Zonal statistics
================

Quite often you have a situtation when you want to summarize raster datasets based on vector geometries, such as calculating the average elevation of specific area.

[Rasterstats](https://github.com/perrygeo/python-rasterstats) is a Python module that does exactly that, easily.

- Let's start by reading the data:

In [None]:
import rasterio
from rasterio.plot import show
from rasterstats import zonal_stats
import osmnx as ox
import geopandas as gpd
import os
import matplotlib.pyplot as plt
%matplotlib inline

# File path
dem_fp = os.path.join("data", "la_partial_dem.tiff")

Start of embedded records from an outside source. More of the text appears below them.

//! Defines functions for storing the session token in a private cookie.

use std::cmp::max;

use axum_extra::extract::{
    PrivateCookieJar,
    cookie::{Cookie, SameSite},
};
use time::{Duration, OffsetDateTime, UtcOffset};

use crate::{Error, auth::Token, user::UserID};

/// The name of the cookie holding the session token.
pub(crate) const COOKIE_TOKEN: &str = "token";
/// The default duration for which auth cookies are valid.
pub(crate) const DEFAULT_COOKIE_DURATION: Duration = Duration::minutes(30);

/// Add an auth cookie to the cookie jar, indicating that a user is logged in and authenticated.
///
/// Sets the initial expiry of the cookie to `duration` from the current time.
/// You can use [DEFAULT_COOKIE_DURATION] for the default duration.
///
/// Returns the cookie jar with the cookie added.
///
/// # Errors
///
/// Returns an [Error::JSONSerializationError] if the token cannot be serialized.
pub(crate) fn set_auth_cookie(
    jar: PrivateCookieJar,
    user_id: UserID,
    duration: Duration,
    local_offset: UtcOffset,
) -> Result<PrivateCookieJar, Error> {
    let expires_at = OffsetDateTime::now_utc().to_offset(local_offset) + duration;

    set_token_cookie(
        jar,
        Token {
            user_id,
            expires_at,
        },
    )
}

fn set_token_cookie(jar: PrivateCookieJar, token: Token) -> Result<PrivateCookieJar, Error> {
    let expires_at = token.expires_at;
    let token_string = serde_json::to_string(&token)
        .map_err(|error| Error::JSONSerializationError(error.to_string()))?;

    Ok(jar.add(
        Cookie::build((COOKIE_TOKEN, token_string))
            .path("/")
            .expires(expires_at)
            .http_only(true)
            .same_site(SameSite::Strict)
            .secure(true),
    ))
}

/// Set the auth cookie to an invalid value and set its max age to zero, which should delete the cookie on the client side.
pub(crate) fn invalidate_auth_cookie(jar: PrivateCookieJar) -> PrivateCookieJar {
    jar.add(
        Cookie::build((COOKIE_TOKEN, "deleted"))
            .path("/")
            .expires(OffsetDateTime::UNIX_EPOCH)
            .max_age(Duration::ZERO)
            .http_only(true)
            .same_site(SameSite::Strict)
            .secure(true),
    )
}

/// Read and validate the session token in `jar`.
///
/// # Errors
///
/// Returns a:
/// - [Error::CookieMissing] if there is no token cookie.
/// - [Error::InvalidCredentials] if the cookie does not hold a valid token.
/// - [Error::SessionExpired] if the token has expired.
pub(crate) fn get_token_from_cookies(jar: &PrivateCookieJar) -> Result<Token, Error> {
    let cookie = jar.get(COOKIE_TOKEN).ok_or(Error::CookieMissing)?;
    let token: Token =
        serde_json::from_str(cookie.value_trimmed()).map_err(|_| Error::InvalidCredentials)?;

    if token.expires_at <= OffsetDateTime::now_utc() {
        return Err(Error::SessionExpired);
    }

    Ok(token)
}

/// Set the expiry of the auth cookie in `jar` to the latest of now plus
/// `duration` and the token's current expiry.
///
/// # Errors
///
/// The cookie jar is not modified if an error is returned.
pub(crate) fn extend_auth_cookie_duration_if_needed(
    jar: PrivateCookieJar,
    duration: Duration,
    local_offset: UtcOffset,
) -> Result<PrivateCookieJar, Error> {
    let token = get_token_from_cookies(&jar)?;
    let new_expiry = OffsetDateTime::now_utc().to_offset(local_offset) + duration;

    set_token_cookie(
        jar,
        Token {
            user_id: token.user_id,
            expires_at: max(token.expires_at, new_expiry),
        },
    )
}

#[cfg(test)]
mod cookie_tests {
    use axum_extra::extract::{
        PrivateCookieJar,
        cookie::{Cookie, Key},
    };
    use sha2::{Digest, Sha512};
    use time::{Duration, OffsetDateTime, UtcOffset};

    use crate::{Error, auth::Token, user::UserID};

    use super::{
        COOKIE_TOKEN, DEFAULT_COOKIE_DURATION, extend_auth_cookie_duration_if_needed,
        get_token_from_cookies, invalidate_auth_cookie, set_auth_cookie,
    };

    fn get_jar() -> PrivateCookieJar {
        let hash = Sha512::digest(b"foobar");
        let key = Key::from(&hash);

        PrivateCookieJar::new(key)
    }

    /// Asserts that two date times are within one second of each other.
    /// A macro so that failures point at the caller.
    macro_rules! assert_date_time_close {
        ($left:expr, $right:expr) => {
            assert!(
                ($left - $right).abs() < Duration::seconds(1),
                "got date time {:?}, want {:?}",
                $left,
                $right
            );
        };
    }

    #[test]
    fn can_set_cookie() {
        let user_id = UserID::new(1);

        let jar = set_auth_cookie(get_jar(), user_id, DEFAULT_COOKIE_DURATION, UtcOffset::UTC)
            .unwrap();
        let token = get_token_from_cookies(&jar).unwrap();
        let cookie = jar.get(COOKIE_TOKEN).unwrap();

        assert_eq!(token.user_id, user_id);
        assert_date_time_close!(
            token.expires_at,
            OffsetDateTime::now_utc() + Duration::minutes(30)
        );
        assert_eq!(cookie.expires_datetime(), Some(token.expires_at));
        assert_eq!(cookie.http_only(), Some(true));
        assert_eq!(cookie.secure(), Some(true));
    }

    #[test]
    fn missing_cookie_is_an_error() {
        assert_eq!(get_token_from_cookies(&get_jar()), Err(Error::CookieMissing));
    }

    #[test]
    fn garbage_cookie_is_invalid() {
        let jar = get_jar().add(Cookie::new(COOKIE_TOKEN, "FOOBAR"));

        assert_eq!(
            get_token_from_cookies(&jar),
            Err(Error::InvalidCredentials)
        );
    }

    #[test]
    fn expired_token_is_rejected() {
        let token = Token {
            user_id: UserID::new(1),
            expires_at: OffsetDateTime::now_utc() - Duration::minutes(1),
        };
        let jar = get_jar().add(Cookie::new(
            COOKIE_TOKEN,
            serde_json::to_string(&token).unwrap(),
        ));

        assert_eq!(get_token_from_cookies(&jar), Err(Error::SessionExpired));
    }

    #[test]
    fn can_extend_cookie_duration() {
        let jar = set_auth_cookie(get_jar(), UserID::new(1), Duration::seconds(5), UtcOffset::UTC)
            .unwrap();

        let jar =
            extend_auth_cookie_duration_if_needed(jar, Duration::minutes(10), UtcOffset::UTC)
                .unwrap();
        let token = get_token_from_cookies(&jar).unwrap();

        assert_date_time_close!(
            token.expires_at,
            OffsetDateTime::now_utc() + Duration::minutes(10)
        );
    }

    #[test]
    fn cookie_duration_does_not_shrink() {
        let jar = set_auth_cookie(get_jar(), UserID::new(1), Duration::days(7), UtcOffset::UTC)
            .unwrap();
        let want = get_token_from_cookies(&jar).unwrap().expires_at;

        let jar =
            extend_auth_cookie_duration_if_needed(jar, DEFAULT_COOKIE_DURATION, UtcOffset::UTC)
                .unwrap();

        assert_eq!(get_token_from_cookies(&jar).unwrap().expires_at, want);
    }

    #[test]
    fn invalidate_auth_cookie_succeeds() {
        let jar = set_auth_cookie(
            get_jar(),
            UserID::new(1),
            DEFAULT_COOKIE_DURATION,
            UtcOffset::UTC,
        )
        .unwrap();

        let jar = invalidate_auth_cookie(jar);
        let cookie = jar.get(COOKIE_TOKEN).unwrap();

        assert_eq!(cookie.value(), "deleted");
        assert_eq!(cookie.expires_datetime(), Some(OffsetDateTime::UNIX_EPOCH));
        assert_eq!(cookie.max_age(), Some(Duration::ZERO));
        assert_eq!(
            get_token_from_cookies(&jar),
            Err(Error::InvalidCredentials)
        );
    }
}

# Read the Digital Elevation Model
dem = rasterio.open(dem_fp)
dem

Good, now our elevation data is in read mode.

Next, we want to calculate the elevation of two neighborhoods San Fernando and Topanga, and find out which one of them is higher based on the elevation data. We will use a package called [OSMnx](https://github.com/gboeing/osmnx) to fetch the data from OpenStreetMap for those areas.

- Specify place names for `San Fernando` and `Topanga` that Nominatim can identify https://nominatim.openstreetmap.org/, and retrieve information 

In [None]:
# Keywords in such format that they can be found from OSM
topanga_q = "Topanga, California, United States of America"
san_fernando_q = "San Fernando, California, United States of America"

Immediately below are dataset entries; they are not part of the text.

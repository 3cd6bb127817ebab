use time::{OffsetDateTime, UtcOffset};
use time_tz::{Offset, TimeZone};

use crate::Error;

pub fn get_local_offset(canonical_timezone: &str) -> Option<UtcOffset> {
    time_tz::timezones::get_by_name(canonical_timezone)
        .map(|tz| tz.get_offset_utc(&OffsetDateTime::now_utc()).to_utc())
}

/// Like [get_local_offset], but logs and returns an error for an unknown timezone.
pub fn local_offset_or_error(canonical_timezone: &str) -> Result<UtcOffset, Error> {
    get_local_offset(canonical_timezone).ok_or_else(|| {
        tracing::error!("Invalid timezone {canonical_timezone}");
        Error::InvalidTimezoneError(canonical_timezone.to_owned())
    })
}
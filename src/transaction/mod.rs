//! Lending books: requests, issues, returns and overdue fines.

mod availability;
mod db;
mod domain;
mod loans;
mod pending;
mod request;
mod returns;
mod state;

pub use availability::get_availability_page;
pub use db::create_transaction_table;
#[cfg(test)]
pub(crate) use db::{get_transaction, request_issue};
pub use domain::{
    DAILY_FINE, Fine, FineAssessment, LOAN_PERIOD, Transaction, TransactionId, TransactionStatus,
    assess_fine,
};
pub use loans::{get_my_books_page, get_my_reports_page};
pub use pending::{approve_issue_endpoint, get_pending_page};
pub use request::{request_issue_endpoint, request_return_endpoint};
pub use returns::{confirm_return_endpoint, get_return_page, get_returns_page};
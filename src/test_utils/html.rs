use axum::{body::Body, response::Response};
use scraper::Html;

pub(crate) async fn parse_html_document(response: Response<Body>) -> Html {
    let body = response.into_body();
    let body = axum::body::to_bytes(body, usize::MAX)
        .await
        .expect("Could not get response body");
    let text = String::from_utf8_lossy(&body).to_string();

    Html::parse_document(&text)
}

pub(crate) async fn parse_html_fragment(response: Response<Body>) -> Html {
    let body = response.into_body();
    let body = axum::body::to_bytes(body, usize::MAX)
        .await
        .expect("Could not get response body");
    let text = String::from_utf8_lossy(&body).to_string();

    Html::parse_fragment(&text)
}

#[track_caller]
pub(crate) fn assert_valid_html(html: &Html) {
    assert!(
        html.errors.is_empty(),
        "Got HTML parsing errors: {:?}",
        html.errors
    );
}
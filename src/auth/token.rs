//! The session token stored in the auth cookie.

use serde::{Deserialize, Serialize};
use time::OffsetDateTime;

use crate::user::UserID;

mod datetime_format {
    //! Serializes [time::OffsetDateTime] with two digit hours.
    //!
    //! The default serializer writes midnight as "0:00:00.0", which the
    //! default deserializer then rejects.
    use serde::{Deserialize, Deserializer, Serializer};
    use time::{
        OffsetDateTime, format_description::BorrowedFormatItem, macros::format_description,
    };

    /// e.g. "2021-01-01 00:00:00.000000 +00:00:00".
    const DATE_TIME_FORMAT: &[BorrowedFormatItem] = format_description!(
        "[year]-[month]-[day] [hour]:[minute]:[second].[subsecond] [offset_hour \
             sign:mandatory]:[offset_minute]:[offset_second]"
    );

    pub fn serialize<S>(dt: &OffsetDateTime, serializer: S) -> Result<S::Ok, S::Error>
    where
        S: Serializer,
    {
        let formatted = dt
            .format(DATE_TIME_FORMAT)
            .map_err(serde::ser::Error::custom)?;
        serializer.serialize_str(&formatted)
    }

    pub fn deserialize<'de, D>(deserializer: D) -> Result<OffsetDateTime, D::Error>
    where
        D: Deserializer<'de>,
    {
        let s = String::deserialize(deserializer)?;
        OffsetDateTime::parse(&s, DATE_TIME_FORMAT).map_err(serde::de::Error::custom)
    }
}

/// Who is logged in and until when.
#[derive(Serialize, Deserialize, Debug, PartialEq)]
pub struct Token {
    pub user_id: UserID,

    #[serde(
        serialize_with = "datetime_format::serialize",
        deserialize_with = "datetime_format::deserialize"
    )]
    pub expires_at: OffsetDateTime,
}
use std::error::Error;
use std::path::Path;
use std::process::exit;

use clap::Parser;
use rusqlite::Connection;

use library_rs::{
    NewBook, PasswordHash, Role, Username, ValidatedPassword, create_book, create_user,
    initialize_db,
};

/// A utility for creating a test database for the library_rs web server.
#[derive(Parser, Debug)]
#[command(version, about, long_about = None)]
struct Args {
    /// File path to save the SQLite database to.
    #[arg(long, short)]
    output_path: String,
}

const TEST_PASSWORD: &str = "test";

const TEST_BOOKS: [(&str, &str); 5] = [
    ("The Left Hand of Darkness", "Ursula K. Le Guin"),
    ("Kindred", "Octavia E. Butler"),
    ("Beloved", "Toni Morrison"),
    ("Solaris", "Stanisław Lem"),
    ("The Remains of the Day", "Kazuo Ishiguro"),
];

/// Create and populate a database for manual testing.
fn main() -> Result<(), Box<dyn Error>> {
    let args = Args::parse();

    let output_path = Path::new(&args.output_path);

    match output_path.extension() {
        None => {
            eprintln!("Output path must include a file extension (e.g., 'my_database.db').");
            exit(1);
        }
        Some(extension) if extension.is_empty() => {
            eprintln!("Output path must include a file extension (e.g., 'my_database.db').");
            exit(1);
        }
        _ => {}
    }

    if output_path.is_file() {
        eprintln!("File already exists at {output_path:#?}!");
        exit(1);
    }

    println!("Creating database at {output_path:#?}");
    let conn = Connection::open(output_path)?;

    initialize_db(&conn)?;

    println!("Creating test users...");

    for (username, role) in [("admin", Role::Admin), ("user", Role::User)] {
        let password_hash = PasswordHash::new(
            ValidatedPassword::new_unchecked(TEST_PASSWORD),
            PasswordHash::DEFAULT_COST,
        )?;

        create_user(Username::new(username)?, password_hash, role, &conn)?;
        println!("  {username} ({role}) with the password \"{TEST_PASSWORD}\"");
    }

    println!("Adding books...");

    for (title, author) in TEST_BOOKS {
        create_book(NewBook::new(title, author)?, &conn)?;
    }

    println!("Success!");

    Ok(())
}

# Retrieve the geometries of those areas using osmnx
topanga = ox.geocode_to_gdf(topanga_q)
san_fernando = ox.geocode_to_gdf(san_fernando_q)

# Reproject to same coordinate system as the 
topanga = topanga.to_crs(crs=dem.crs)
san_fernando = san_fernando.to_crs(crs=dem.crs)

type(san_fernando)

As we can see, now we have retrieved data from OSMnx and they are stored as GeoDataFrames.

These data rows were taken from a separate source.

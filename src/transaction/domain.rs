//! Core types for lending books: the transaction lifecycle and overdue fines.

use std::fmt::Display;

use rusqlite::types::{FromSql, FromSqlError, FromSqlResult, ToSql, ToSqlOutput, ValueRef};
use serde::{Deserialize, Serialize};
use time::{Duration, OffsetDateTime};

use crate::{Error, book::BookId, user::UserID};

/// Database identifier for a transaction.
pub type TransactionId = i64;

/// How long a book may be kept before it is overdue.
pub const LOAN_PERIOD: Duration = Duration::days(15);

/// The fine charged for each day a book is overdue.
pub const DAILY_FINE: f64 = 10.0;

/// Where a transaction is in its lifecycle.
///
/// Transactions only ever move forward:
/// Pending → Issued → ReturnRequested → Returned.
#[derive(Clone, Copy, Debug, PartialEq, Eq, Serialize, Deserialize, Hash)]
pub enum TransactionStatus {
    /// A user asked to borrow a book and is waiting for an administrator.
    Pending,
    /// The book has been lent to the user.
    Issued,
    /// The user wants to hand the book back.
    ReturnRequested,
    /// An administrator confirmed the book is back on the shelf.
    Returned,
}

impl TransactionStatus {
    /// The status as it is stored in the database.
    pub fn as_str(&self) -> &'static str {
        match self {
            TransactionStatus::Pending => "Pending",
            TransactionStatus::Issued => "Issued",
            TransactionStatus::ReturnRequested => "ReturnRequested",
            TransactionStatus::Returned => "Returned",
        }
    }

    /// The status as it is shown to people.
    pub fn label(&self) -> &'static str {
        match self {
            TransactionStatus::ReturnRequested => "Return Requested",
            status => status.as_str(),
        }
    }
}

impl Display for TransactionStatus {
    fn fmt(&self, f: &mut std::fmt::Formatter<'_>) -> std::fmt::Result {
        f.write_str(self.as_str())
    }
}

impl ToSql for TransactionStatus {
    fn to_sql(&self) -> rusqlite::Result<ToSqlOutput<'_>> {
        Ok(ToSqlOutput::from(self.as_str()))
    }
}

impl FromSql for TransactionStatus {
    fn column_result(value: ValueRef<'_>) -> FromSqlResult<Self> {
        match value.as_str()? {
            "Pending" => Ok(TransactionStatus::Pending),
            "Issued" => Ok(TransactionStatus::Issued),
            "ReturnRequested" => Ok(TransactionStatus::ReturnRequested),
            "Returned" => Ok(TransactionStatus::Returned),
            other => Err(FromSqlError::Other(
                format!("invalid transaction status \"{other}\"").into(),
            )),
        }
    }
}

/// One lending of a book to a user, from the request until the book is returned.
#[derive(Debug, Clone, PartialEq, Serialize, Deserialize)]
pub struct Transaction {
    pub id: TransactionId,
    pub user_id: UserID,
    pub book_id: BookId,
    pub status: TransactionStatus,
    /// Set when the transaction is issued.
    pub issue_date: Option<OffsetDateTime>,
    /// The due date, set together with `issue_date`.
    pub return_date: Option<OffsetDateTime>,
    /// When the return was confirmed.
    pub actual_return_date: Option<OffsetDateTime>,
    pub fine: f64,
    pub created_at: OffsetDateTime,
    pub updated_at: OffsetDateTime,
}

/// A fine amount that is finite and not negative.
#[derive(Debug, Clone, Copy, PartialEq, PartialOrd)]
pub struct Fine(f64);

impl Fine {
    /// Validate a fine amount.
    ///
    /// # Errors
    ///
    /// Returns an [Error::InvalidFine] if `amount` is negative, infinite or NaN.
    pub fn new(amount: f64) -> Result<Self, Error> {
        if amount.is_finite() && amount >= 0.0 {
            Ok(Self(amount))
        } else {
            Err(Error::InvalidFine(amount))
        }
    }

    pub fn as_f64(&self) -> f64 {
        self.0
    }
}

/// How overdue a book is and what that costs.
#[derive(Debug, Clone, Copy, PartialEq)]
pub struct FineAssessment {
    pub late_days: i64,
    pub fine: f64,
}

/// Work out the overdue fine for a book due on `return_date` if it is returned on `today`.
///
/// Any part of a day past the due date counts as a whole late day.
/// Books without a due date and books returned on time have no fine.
pub fn assess_fine(return_date: Option<OffsetDateTime>, today: OffsetDateTime) -> FineAssessment {
    let late_days = match return_date {
        Some(return_date) if today > return_date => {
            let overdue = (today - return_date).whole_nanoseconds();
            let day = Duration::DAY.whole_nanoseconds();

            ((overdue + day - 1) / day) as i64
        }
        _ => 0,
    };

    FineAssessment {
        late_days,
        fine: late_days as f64 * DAILY_FINE,
    }
}

/// Form data for requesting a book.
#[derive(Debug, Serialize, Deserialize)]
pub struct BookRequestForm {
    pub book_id: BookId,
}

/// Form data for actions on an existing transaction.
#[derive(Debug, Serialize, Deserialize)]
pub struct TransactionForm {
    pub transaction_id: TransactionId,
}

/// Form data for confirming a return.
#[derive(Debug, Serialize, Deserialize)]
pub struct ConfirmReturnForm {
    pub transaction_id: TransactionId,
    pub fine: f64,
}

#[cfg(test)]
mod fine_tests {
    use time::{Duration, macros::datetime};

    use crate::{
        Error,
        transaction::domain::{Fine, FineAssessment, assess_fine},
    };

    #[test]
    fn no_fine_without_due_date() {
        let got = assess_fine(None, datetime!(2025-10-20 12:00 UTC));

        assert_eq!(
            got,
            FineAssessment {
                late_days: 0,
                fine: 0.0
            }
        );
    }

    #[test]
    fn no_fine_on_or_before_due_date() {
        let due = datetime!(2025-10-20 12:00 UTC);

        for today in [due - Duration::days(3), due - Duration::seconds(1), due] {
            assert_eq!(assess_fine(Some(due), today).fine, 0.0, "today = {today}");
            assert_eq!(assess_fine(Some(due), today).late_days, 0);
        }
    }

    #[test]
    fn three_days_late_costs_thirty() {
        let due = datetime!(2025-10-20 12:00 UTC);

        let got = assess_fine(Some(due), due + Duration::days(3));

        assert_eq!(
            got,
            FineAssessment {
                late_days: 3,
                fine: 30.0
            }
        );
    }

    #[test]
    fn part_of_a_day_counts_as_a_whole_day() {
        let due = datetime!(2025-10-20 12:00 UTC);

        assert_eq!(assess_fine(Some(due), due + Duration::minutes(1)).late_days, 1);
        assert_eq!(
            assess_fine(Some(due), due + Duration::days(2) + Duration::hours(1)).late_days,
            3
        );
    }

    #[test]
    fn fine_rejects_negative_and_non_finite_amounts() {
        assert_eq!(Fine::new(-1.0), Err(Error::InvalidFine(-1.0)));
        assert!(Fine::new(f64::NAN).is_err());
        assert_eq!(
            Fine::new(f64::INFINITY),
            Err(Error::InvalidFine(f64::INFINITY))
        );
    }

    #[test]
    fn fine_accepts_zero_and_positive_amounts() {
        assert_eq!(Fine::new(0.0).map(|fine| fine.as_f64()), Ok(0.0));
        assert_eq!(Fine::new(42.5).map(|fine| fine.as_f64()), Ok(42.5));
    }
}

- Let's see how our datasets look by plotting the DEM and the regions on top of it

In [None]:
# Plot the Polygons on top of the DEM
ax = topanga.plot(facecolor='None', edgecolor='red', linewidth=2)
ax = san_fernando.plot(ax=ax, facecolor='None', edgecolor='blue', linewidth=2)

# Plot DEM
show((dem, 1), ax=ax)

**Which one is higher? We can use zonal statistics to find out!**

- First we need to get the values of the dem as numpy array and the affine of the raster

In [None]:
# Read the raster values
array = dem.read(1)

# Get the affine
affine = dem.transform

- Now we can calculate the zonal statistics by using the function `zonal_stats`.

In [None]:
# Calculate zonal statistics for Topanga
zs_topanga = zonal_stats(topanga, array, affine=affine, stats=['min', 'max', 'mean', 'median', 'majority'])

# Calculate zonal statistics for Long Beach
zs_san_fernando = zonal_stats(san_fernando, array, affine=affine, stats=['min', 'max', 'mean', 'median', 'majority'])


Okey. So what do we have now?

In [None]:
print(zs_topanga)
print(zs_san_fernando)